Tobin Sprout: Let's Welcome the Circus People
As Robert Pollard slides further into rock blare, Tobin Sprout seems to be following a mirror trajectory into an endearingly anachronistic "Cruel to Be Kind" conception of pop. Let's Welcome the Circus People, solo album number three, seems reluctant to let a downbeat go unremarked upon, and I spend much of this album mentally adding the doot-doot-doot backing-vocalist peeps these songs seem to plead for. "And So On" and "Maid to Order" are elegant low-fi Byrds homages, though, "Making a Garden" is a sort of psychedelic robot waltz, and "Liquor Bag" sounds like Bob Dylan backed up by some mixture of the English Beat and Yo La Tengo. "Who's Adolescence" is marred, for me, by the spelling error in the title, although, to be fair, the omission of apostrophes in pronoun possessives is one of English's particularly obtuse practices.

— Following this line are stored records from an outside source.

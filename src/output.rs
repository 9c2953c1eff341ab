//! Output formatting for diff results.
//!
//! Every change is rendered as one line of the form
//! `<Action> <path>: <values>`, where values are `new` for `Add`,
//! `old -> new` for `Change` and `old` for `Remove`. Terminal output colors
//! the same lines; JSON output serializes the changes and statistics.
//!
//! # Examples
//!
//! ```
//! use mapdiff::{compute_diff, format_diff, parse_json, OutputFormat, OutputOptions};
//!
//! let old = parse_json(r#"{"age": 30}"#).unwrap();
//! let new = parse_json(r#"{"age": 31}"#).unwrap();
//! let diff = compute_diff(&old, &new);
//!
//! let output = format_diff(&diff, &OutputFormat::Plain, &OutputOptions::default()).unwrap();
//! assert!(output.starts_with("Change age: 30 -> 31"));
//! ```

use crate::diff::{Change, ChangeType, Diff, DiffStats};
use crate::error::OutputError;
use crate::tree::Node;
use colored::*;
use serde::Serialize;

/// Output format options.
#[derive(Debug, Clone, Copy, PartialEq, Eq)]
pub enum OutputFormat {
    /// Colored terminal output with ANSI escape codes
    Terminal,
    /// JSON representation of the diff
    Json,
    /// Plain text, no colors (suitable for piping)
    Plain,
}

/// Options for controlling output formatting.
#[derive(Debug, Clone)]
pub struct OutputOptions {
    /// Truncate rendered values longer than this
    pub max_value_length: Option<usize>,
    /// Append a summary line after the changes
    pub summary: bool,
}

impl Default for OutputOptions {
    fn default() -> Self {
        Self {
            max_value_length: None,
            summary: true,
        }
    }
}

/// Formats a diff according to the specified format and options.
pub fn format_diff(
    diff: &Diff,
    format: &OutputFormat,
    options: &OutputOptions,
) -> Result<String, OutputError> {
    match format {
        OutputFormat::Terminal => Ok(format_lines(diff, options, true)),
        OutputFormat::Json => format_json(diff),
        OutputFormat::Plain => Ok(format_lines(diff, options, false)),
    }
}

/// Formats one line per change, colored when `colorize` is set.
///
/// Color scheme: green for `Add`, yellow for `Change`, red for `Remove`.
fn format_lines(diff: &Diff, options: &OutputOptions, colorize: bool) -> String {
    if diff.is_empty() {
        let message = "No changes detected.";
        return if colorize {
            message.dimmed().to_string()
        } else {
            message.to_string()
        };
    }

    let mut output = String::new();
    for change in &diff.changes {
        let line = format_change(change, options.max_value_length);
        if colorize {
            output.push_str(&colorize_line(&line, change.change_type));
        } else {
            output.push_str(&line);
        }
        output.push('\n');
    }

    if options.summary {
        output.push('\n');
        output.push_str(&format_summary(&diff.stats));
    }

    output
}

fn colorize_line(line: &str, change_type: ChangeType) -> String {
    match change_type {
        ChangeType::Added => line.green().to_string(),
        ChangeType::Changed => line.yellow().to_string(),
        ChangeType::Removed => line.red().to_string(),
    }
}

/// Formats a single change, truncating each value to `max_len` if given.
fn format_change(change: &Change, max_len: Option<usize>) -> String {
    change.render_with(|node| format_value(node, max_len))
}

/// Formats a node value for display, truncating at a char boundary.
///
/// Limits too small to hold the `...` marker cut the text without it.
fn format_value(node: &Node, max_len: Option<usize>) -> String {
    let text = node.to_string();
    match max_len {
        Some(max) if text.chars().count() > max => {
            if max < 3 {
                return text.chars().take(max).collect();
            }
            let kept: String = text.chars().take(max - 3).collect();
            format!("{}...", kept)
        }
        _ => text,
    }
}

The pastoral "100% Delay" reminds me of Winter Hours. "Vertical Insect (The Lights Are On)" sounds like the closest thing to an heir to "Angels Hang Their Socks on the Moon", but if you had to find an old-GbV-style single hiding in these dozen songs, I think the best bet would be the chiming "Lucifer's Flaming Hour", with its "Motor Away"-ish chorus, as the a-side, and the gauzy, methodical "And Then the Crowd Showed Up" as the reverse. It seems to me, however, like Tobin is deliberately, if slowly, stripping the most obtrusive elements of Guided by Voices out of his sound, in search of what's left when you eliminate everything but his own urges.
Fig. 4: Fig. 4
I haven't developed a taste for former GbV bassist/guitarist Mitch Mitchell's new band, Terrifying Experience, whose corpus now includes an EP and a full album, so my et al survey concludes with this recent reissue of the one self-titled 1986 album by Fig. 4, Tobin Sprout's pre-GbV band, accompanied by a handful of bonus tracks from later in Tobin's career (notably the wonderful "Sadder Than You", from the Popstram EP). The musical logic for Pollard and Sprout joining forces is pretty plainly evident in their early records. If Guided by Voices sounded like REM, then Fig. 4 sound even more like peripheral Southern-axis players Winter Hours and the Primitons. In 1986 GbV made the debut EP that Pollard refuses to reissue, Fig. 4 did this, REM made Life's Rich Pageant, Winter Hours were working on "Hyacinth Girl" and "Wail Till the Morning", and the Primitons were in between their EP and their album. For a few months, it seemed like the Byrds were more important than the Beatles, Peter Buck's dulcimer-ish guitar line on REM's "Seven Chinese Brothers" was all you really needed to know to start a band (although in polite society it was considered uncouth to illustrate this idea with the Cult's decidedly un-Athenian "She Sells Sanctuary"), and three chords were plenty as long as one of them was a suspended fourth. If subsequent research has uncovered flaws in these theories, I missed the journal articles. Fig. 4's breathy harmonies (Pollard, in fact, on several of these songs) and ebullient guitars sound just as unassailable to me now as they did the first time I heard the Plimsouls' "A Million Miles Away", and why everybody doesn't still play like this, I'm hard pressed to imagine. There's nothing slick about Sprout's straightforward eight-track production, but GbV's intentional low-fi distortions are still comfortably in the future. I was nineteen, when all this was happening, and maybe anything that happens when you're nineteen acquires some of your glow. But putting on these songs I'd never heard before, and instantly knowing when they were made, is one of those experiences that keep horoscope-writers in business. They never get mine right, though, and it's simple enough that there's no excuse: You will buy lots of records. Periodically, one of them will convince you that humans are good animals.